When considering the rate of potential overseas outbreaks per 100,000 visits, this is only an approximation, but allows the potential outbreaks associated with particular countries to be considered in relation to the number of visitors rather than just the total number of outbreaks per country. Another limitation was the fact that data for all countries were not available in Travel Trends.12 For example, the Dominican Republic was the sixth most frequently identified country from the overseas outbreak data with 12 potential outbreaks, but the number of visits there by residents of Scotland was not available. There was wide variation in the rates of potential overseas outbreaks per 100,000 visits ranging from 0.1 for travel to France to 46.7 for travel to Egypt. Although Spain was the most frequently reported country for potential outbreaks, the rate was 1.4, very similar to the overall rate for all potential outbreaks and overseas visits of 1.3 per 100,000, with the number of potential outbreaks associated with Spain representing the large number of visitors rather than any particular risk associated with Spain.
The high rate associated with travel to Egypt, at 36 times the overall rate, is notable. This could reflect that a greater proportion of visitors are staying in hotels where they are more likely to become aware of others being ill than in some other countries where there may be a greater proportion in individual villas where they are possibly less likely to be aware of others being ill. This would be unlikely to explain all the difference and may reflect levels of hygiene, sanitation, and prevalence of IID. The high rate of potential outbreaks is especially important as Egypt has experienced a particularly large annual growth from 2002 to 2006 in visits by UK residents, e.g., from 2005 to 2006 growth in visits was 23%.12 Therefore, there is a growing potential for more outbreaks and apparently sporadic cases of IID to be associated with travel to Egypt as visitor numbers increase.
August was the most common month for the reporting of overseas outbreaks accounting for 23% of all outbreaks. This reflects the summer holiday season and the school holidays, which in Scotland generally run from the end of June to the middle of August. Numbers remained high in the autumn reflecting people returning from summer holidays and the half-term school holiday in the middle of October.
Residents of Scotland have the potential to be part of overseas outbreaks of IID. While abroad they may be exposed to pathogens to which they have less immunity than those encountered at home. Additionally, the standards of hygiene may not be as high as in the UK, especially in some non-European countries as evident by higher rates of potential overseas outbreaks associated with some of these countries, in particular Egypt and Tunisia (Table 2).
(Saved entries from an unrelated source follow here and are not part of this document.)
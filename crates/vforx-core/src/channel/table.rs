use super::{Channel, ChannelError};

/// Ordered channels with a selected entry and dense bus ports.
pub struct ChannelTable {
    channels: Vec<Channel>,
    current: usize,
    capacity: usize,
}

impl ChannelTable {
    pub fn new(capacity: usize, first: Channel) -> Self {
        Self {
            channels: vec![first],
            current: 0,
            capacity: capacity.max(1),
        }
    }

    pub fn len(&self) -> usize {
        self.channels.len()
    }

    pub fn is_empty(&self) -> bool {
        self.channels.is_empty()
    }

    pub fn capacity(&self) -> usize {
        self.capacity
    }

    pub fn is_full(&self) -> bool {
        self.channels.len() >= self.capacity
    }

    pub fn get(&self, index: usize) -> Option<&Channel> {
        self.channels.get(index)
    }

    pub fn get_mut(&mut self, index: usize) -> Option<&mut Channel> {
        self.channels.get_mut(index)
    }

    pub fn iter(&self) -> impl Iterator<Item = &Channel> {
        self.channels.iter()
    }

    pub fn iter_mut(&mut self) -> impl Iterator<Item = &mut Channel> {
        self.channels.iter_mut()
    }

    pub fn current(&self) -> usize {
        self.current
    }

    pub fn set_current(&mut self, index: usize) {
        debug_assert!(index < self.channels.len());
        self.current = index;
    }

    pub fn active_count(&self) -> usize {
        self.channels.iter().filter(|c| c.port.is_some()).count()
    }

    /// Appends `channel`, assigning it the next index.
    pub fn push(&mut self, mut channel: Channel) -> Result<usize, ChannelError> {
        if self.is_full() {
            return Err(ChannelError::CapacityExhausted(self.capacity));
        }
        let index = self.channels.len();
        channel.index = index;
        self.channels.push(channel);
        Ok(index)
    }

    /// Port the next activated channel receives.
    pub fn next_port(&self) -> usize {
        self.active_count()
    }

    /// Closes the gap left by `freed`: the channel on the highest port moves into it.
    ///
    /// Returns `(channel index, previous port)` of the moved channel, if any.
    pub fn compact_ports(&mut self, freed: usize) -> Option<(usize, usize)> {
        let (pos, highest) = self
            .channels
            .iter()
            .enumerate()
            .filter_map(|(i, c)| c.port.map(|p| (i, p)))
            .max_by_key(|(_, p)| *p)?;
        if highest <= freed {
            return None;
        }
        self.channels[pos].port = Some(freed);
        Some((pos, highest))
    }

    /// Removes `index`; the last entry takes its slot and index.
    ///
    /// Returns the removed channel and the old index of the moved entry, if any.
    pub fn swap_remove(&mut self, index: usize) -> (Channel, Option<usize>) {
        let last = self.channels.len() - 1;
        let removed = self.channels.swap_remove(index);
        if index == last {
            return (removed, None);
        }
        self.channels[index].index = index;
        (removed, Some(last))
    }

    /// Every active channel holds a distinct port in `0..active_count`.
    pub fn ports_are_dense(&self) -> bool {
        let mut ports: Vec<usize> = self.channels.iter().filter_map(|c| c.port).collect();
        ports.sort_unstable();
        ports.iter().enumerate().all(|(i, p)| i == *p)
    }
}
Indeed, other studies have reported risks for individuals associated with travel to Asia, Africa, and South America.1,4 Those traveling abroad need to be aware of the simple precautions they can take to reduce their chances of infection.15 In the meantime, the system provides a rapid alert mechanism for potential overseas outbreaks of IID and their investigation, although it is recognized that there are practical difficulties in the investigation of outbreaks where cases are residents in different countries and information may be limited.